What Disabilities Can Result From a TBI?

National Institute of Neurological Disorders and Stroke
¿Qué discapacidades pueden resultar de un traumatismo cerebral?

 

Disabilities resulting from a TBI depend upon the severity of the injury, the location of the injury, and the age and general health of the patient. Some common disabilities include problems with cognition (thinking, memory, and reasoning), sensory processing (sight, hearing, touch, taste, and smell), communication (expression and understanding), and behavior or mental health (depression, anxiety, personality changes, aggression, acting out, and social inappropriateness).

Within days to weeks of the head injury approximately 40 percent of TBI patients develop a host of troubling symptoms collectively called postconcussion syndrome (PCS). A patient need not have suffered a concussion or loss of consciousness to develop the syndrome and many patients with mild TBI suffer from PCS. Symptoms include headache, dizziness, vertigo (a sensation of spinning around or of objects spinning around the patient), memory problems, trouble concentrating, sleeping problems, restlessness, irritability, apathy, depression, and anxiety. These symptoms may last for a few weeks after the head injury. The syndrome is more prevalent in patients who had psychiatric symptoms, such as depression or anxiety, before the injury. Treatment for PCS may include medicines for pain and psychiatric conditions, and psychotherapy and occupational therapy todevelop coping skills.

Cognition is a term used to describe the processes of thinking, reasoning, problem solving, information processing, and memory. Most patients with severe TBI, if they recover consciousness, suffer from cognitive disabilities, including the loss of many higher level mental skills. The most common cognitive impairment among severely head-injured patients is memory loss, characterized by some loss of specific memories and the partial inability to form or store new ones. Some of these patients may experience post-traumatic amnesia (PTA), either anterograde or retrograde.
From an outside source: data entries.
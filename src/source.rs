//! Source classification by path suffix and file type.
//!
//! No content sniffing happens here: a directory is a directory, anything
//! else is classified by its (case-insensitive) file name suffix.

use std::path::{Path, PathBuf};

use anyhow::{bail, Result};

use crate::ImportError;

#[derive(Debug, Clone, Copy, PartialEq, Eq)]
pub enum SourceKind {
    Directory,
    Tarball,
    DiskImage,
}

/// A classified import source.
#[derive(Debug, Clone, PartialEq, Eq)]
pub struct Source {
    path: PathBuf,
    kind: SourceKind,
}

impl Source {
    pub fn path(&self) -> &Path {
        &self.path
    }

    pub fn kind(&self) -> SourceKind {
        self.kind
    }
}

const TARBALL_SUFFIXES: &[&str] = &[
    ".tar", ".tar.gz", ".tgz", ".tar.bz2", ".tbz2", ".tar.xz", ".txz", ".tar.zst", ".tzst",
];

/// Formats `qemu-img` can convert; `.raw` and `.img` are already raw.
const DISK_IMAGE_SUFFIXES: &[&str] = &[
    ".qcow", ".qcow2", ".qcow3", ".vdi", ".vmdk", ".raw", ".img",
];

fn has_suffix(filename: &str, suffixes: &[&str]) -> bool {
    let lower = filename.to_lowercase();
    suffixes.iter().any(|ext| lower.ends_with(ext))
}

/// Classify `path` as a directory, tarball, or disk image.
pub fn classify(path: &Path) -> Result<Source> {
    if path.is_dir() {
        return Ok(Source {
            path: path.to_path_buf(),
            kind: SourceKind::Directory,
        });
    }
    if !path.exists() {
        bail!(ImportError::SourceNotFound(path.to_path_buf()));
    }

    let filename = path
        .file_name()
        .map(|n| n.to_string_lossy().into_owned())
        .unwrap_or_default();
    let kind = if has_suffix(&filename, TARBALL_SUFFIXES) {
        SourceKind::Tarball
    } else if has_suffix(&filename, DISK_IMAGE_SUFFIXES) {
        SourceKind::DiskImage
    } else {
        bail!(ImportError::UnrecognizedSource(path.to_path_buf()));
    };

    Ok(Source {
        path: path.to_path_buf(),
        kind,
    })
}
//! Tarball extraction: gzip, bzip2, xz, zstd, or uncompressed.
//!
//! The source is classified as a tarball by its suffix; the compression
//! layer is then picked from the stream's magic bytes, so a mislabelled
//! `.tar.gz` that is really xz still extracts.

use std::fs::File;
use std::io::Read;
use std::path::Path;

use anyhow::{Context, Result};

use crate::ImportError;

#[derive(Debug, PartialEq)]
enum Compression {
    None,
    Gzip,
    Bzip2,
    Xz,
    Zstd,
}

fn detect_compression(path: &Path) -> Result<Compression> {
    let mut file =
        File::open(path).with_context(|| format!("failed to open {}", path.display()))?;
    let mut magic = [0u8; 6];
    let n = file
        .read(&mut magic)
        .with_context(|| format!("failed to read {}", path.display()))?;
    Ok(detect_compression_magic(&magic[..n]))
}

fn detect_compression_magic(magic: &[u8]) -> Compression {
    if magic.starts_with(&[0x1f, 0x8b]) {
        Compression::Gzip
    } else if magic.starts_with(b"BZh") {
        Compression::Bzip2
    } else if magic.starts_with(&[0xfd, 0x37, 0x7a, 0x58, 0x5a, 0x00]) {
        Compression::Xz
    } else if magic.starts_with(&[0x28, 0xb5, 0x2f, 0xfd]) {
        Compression::Zstd
    } else {
        Compression::None
    }
}

fn get_decoder(file: File, compression: &Compression) -> Result<Box<dyn Read>> {
    match compression {
        Compression::Gzip => Ok(Box::new(flate2::read::GzDecoder::new(file))),
        Compression::Bzip2 => Ok(Box::new(bzip2::read::BzDecoder::new(file))),
        Compression::Xz => Ok(Box::new(xz2::read::XzDecoder::new(file))),
        Compression::Zstd => {
            let decoder = zstd::stream::read::Decoder::new(file)
                .context("failed to create zstd decoder")?;
            Ok(Box::new(decoder))
        }
        Compression::None => Ok(Box::new(file)),
    }
}

fn unpack_tar<R: Read>(reader: R, dest: &Path) -> Result<()> {
    let mut archive = tar::Archive::new(reader);
    archive.set_preserve_permissions(true);
    archive.set_preserve_ownerships(crate::is_privileged());
    archive.set_unpack_xattrs(true);
    archive.set_overwrite(true);
    for entry in archive.entries().context("failed to read tar entries")? {
        let mut entry = entry.context("failed to read tar entry")?;
        entry.unpack_in(dest).with_context(|| {
            format!(
                "failed to unpack {}",
                entry.path().map(|p| p.display().to_string()).unwrap_or_default()
            )
        })?;
    }
    Ok(())
}

/// Extract `tarball` into the existing directory `dest`.
pub fn extract(tarball: &Path, dest: &Path) -> Result<()> {
    let compression = detect_compression(tarball)?;
    log::info!(
        "extracting {} ({:?}) -> {}",
        tarball.display(),
        compression,
        dest.display()
    );

    let file =
        File::open(tarball).with_context(|| format!("failed to open {}", tarball.display()))?;
    unpack_tar(get_decoder(file, &compression)?, dest).map_err(|e| ImportError::ExtractFailed {
        archive: tarball.to_path_buf(),
        reason: format!("{e:#}"),
    })?;
    Ok(())
}

#[cfg(test)]
mod tests {
    use super::*;
    use std::fs;
    use std::path::PathBuf;

    struct TempDir {
        dir: PathBuf,
    }

    impl TempDir {
        fn new(suffix: &str) -> Self {
            let dir = std::env::temp_dir().join(format!(
                "stratum-import-test-tarball-{}-{:?}-{suffix}",
                std::process::id(),
                std::thread::current().id()
            ));
            let _ = fs::remove_dir_all(&dir);
            fs::create_dir_all(dir.join("src")).unwrap();
            fs::create_dir_all(dir.join("out")).unwrap();
            Self { dir }
        }

        fn src(&self) -> PathBuf {
            self.dir.join("src")
        }

        fn out(&self) -> PathBuf {
            self.dir.join("out")
        }
    }

    impl Drop for TempDir {
        fn drop(&mut self) {
            let _ = fs::remove_dir_all(&self.dir);
        }
    }

    fn populate(src: &Path) {
        fs::write(src.join("hello.txt"), "hello world\n").unwrap();
        fs::create_dir(src.join("etc")).unwrap();
        fs::write(src.join("etc/os-release"), "ID=alpine\n").unwrap();
    }

    fn assert_populated(out: &Path) {
        assert_eq!(
            fs::read_to_string(out.join("hello.txt")).unwrap(),
            "hello world\n"
        );
        assert_eq!(
            fs::read_to_string(out.join("etc/os-release")).unwrap(),
            "ID=alpine\n"
        );
    }

    #[test]
    fn test_detect_compression_magic() {
        assert_eq!(detect_compression_magic(&[0x1f, 0x8b, 0x08]), Compression::Gzip);
        assert_eq!(detect_compression_magic(b"BZh91AY"), Compression::Bzip2);
        assert_eq!(
            detect_compression_magic(&[0xfd, 0x37, 0x7a, 0x58, 0x5a, 0x00]),
            Compression::Xz
        );
        assert_eq!(
            detect_compression_magic(&[0x28, 0xb5, 0x2f, 0xfd]),
            Compression::Zstd
        );
        assert_eq!(detect_compression_magic(b"ustar"), Compression::None);
        assert_eq!(detect_compression_magic(&[]), Compression::None);
    }

    #[test]
    fn test_extract_gzip() {
        let tmp = TempDir::new("gz");
        populate(&tmp.src());

        let tarball = tmp.dir.join("rootfs.tar.gz");
        let file = File::create(&tarball).unwrap();
        let encoder = flate2::write::GzEncoder::new(file, flate2::Compression::default());
        let mut builder = tar::Builder::new(encoder);
        builder.append_dir_all(".", tmp.src()).unwrap();
        builder.into_inner().unwrap().finish().unwrap();

        extract(&tarball, &tmp.out()).unwrap();
        assert_populated(&tmp.out());
    }

    #[test]
    fn test_extract_zstd() {
        let tmp = TempDir::new("zst");
        populate(&tmp.src());

        let tarball = tmp.dir.join("rootfs.tar.zst");
        let file = File::create(&tarball).unwrap();
        let encoder = zstd::stream::write::Encoder::new(file, 3).unwrap();
        let mut builder = tar::Builder::new(encoder);
        builder.append_dir_all(".", tmp.src()).unwrap();
        builder.into_inner().unwrap().finish().unwrap();

        extract(&tarball, &tmp.out()).unwrap();
        assert_populated(&tmp.out());
    }

    #[test]
    fn test_extract_uncompressed() {
        let tmp = TempDir::new("plain");
        populate(&tmp.src());

        let tarball = tmp.dir.join("rootfs.tar");
        let mut builder = tar::Builder::new(File::create(&tarball).unwrap());
        builder.append_dir_all(".", tmp.src()).unwrap();
        builder.finish().unwrap();

        extract(&tarball, &tmp.out()).unwrap();
        assert_populated(&tmp.out());
    }

    #[test]
    fn test_extract_corrupt_is_extract_failed() {
        let tmp = TempDir::new("corrupt");
        let tarball = tmp.dir.join("broken.tar");
        // Not a valid ustar header: the checksum cannot match.
        fs::write(&tarball, vec![b'A'; 1024]).unwrap();

        let err = extract(&tarball, &tmp.out()).unwrap_err();
        assert!(matches!(
            err.downcast_ref::<ImportError>(),
            Some(ImportError::ExtractFailed { .. })
        ));
    }
}
use std::path::PathBuf;

use anyhow::{bail, Result};
use clap::{Parser, Subcommand};
use stratum_import::import::{self, Tools};
use stratum_import::{config, is_privileged};

#[derive(Parser)]
#[command(
    name = "stratum-import",
    about = "Import a directory, tarball, or VM disk image as a new stratum"
)]
struct Cli {
    /// Enable verbose output
    #[arg(short, long, global = true)]
    verbose: bool,

    /// Path to config file (default: ~/.config/stratum-import/config.toml)
    #[arg(short, long, global = true)]
    config: Option<PathBuf>,

    #[command(subcommand)]
    command: Command,
}

#[derive(Subcommand)]
enum Command {
    /// Import a root filesystem as a new stratum
    Import {
        /// Name of the new stratum
        name: String,
        /// Source: directory, tarball (.tar, .tar.gz, .tar.bz2, .tar.xz, .tar.zst),
        /// or disk image (.qcow, .qcow2, .qcow3, .vdi, .vmdk, .raw, .img)
        source: PathBuf,
    },

    /// Manage configuration
    #[command(subcommand)]
    Config(ConfigCommand),
}

#[derive(Subcommand)]
enum ConfigCommand {
    /// Show current configuration
    Get,
    /// Set a configuration value
    Set {
        /// Configuration key
        key: String,
        /// Configuration value
        value: String,
    },
}

fn main() -> Result<()> {
    let cli = Cli::parse();

    env_logger::Builder::new()
        .filter_level(if cli.verbose {
            log::LevelFilter::Debug
        } else {
            log::LevelFilter::Info
        })
        .format_timestamp(None)
        .format_target(false)
        .init();

    let config_path = cli.config.as_deref();
    log::debug!("config: {}", config::resolve_path(config_path)?.display());
    let cfg = config::load(config_path)?;

    match cli.command {
        Command::Config(cmd) => match cmd {
            ConfigCommand::Get => {
                cfg.display();
            }
            ConfigCommand::Set { key, value } => {
                let mut cfg = cfg;
                cfg.set(&key, &value)?;
                config::save(&cfg, config_path)?;
            }
        },
        Command::Import { name, source } => {
            if !is_privileged() {
                bail!("stratum-import requires root privileges; run with sudo");
            }
            let dest = import::destination(&cfg, &name, &source)?;
            let tools = Tools::from_config(&cfg);
            if let Err(e) = import::run(&cfg, &tools, &name, &source) {
                eprintln!("error: {e:#}");
                if std::fs::symlink_metadata(&dest).is_err() {
                    eprintln!("removed incomplete stratum {}", dest.display());
                } else {
                    eprintln!("incomplete stratum left at {}; remove it by hand", dest.display());
                }
                std::process::exit(1);
            }
            println!("{name}");
        }
    }

    Ok(())
}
Anterograde PTA is impaired memory of events that happened after the TBI, while retrograde PTA is impaired memory of events that happened before the TBI.

Many patients with mild to moderate head injuries who experience cognitive deficits become easily confused or distracted and have problems with concentration and attention. They also have problems with higher level, so-called executive functions, such as planning, organizing, abstract reasoning, problem solving, and making judgments, which may make it difficult to resume pre-injury work-related activities. Recovery from cognitive deficits is greatest within the first 6 months after the injury and more gradual after that.

Patients with moderate to severe TBI have more problems with cognitive deficits than patients with mild TBI, but a history of several mild TBIs may have an additive effect, causing cognitive deficits equal to a moderate or severe injury.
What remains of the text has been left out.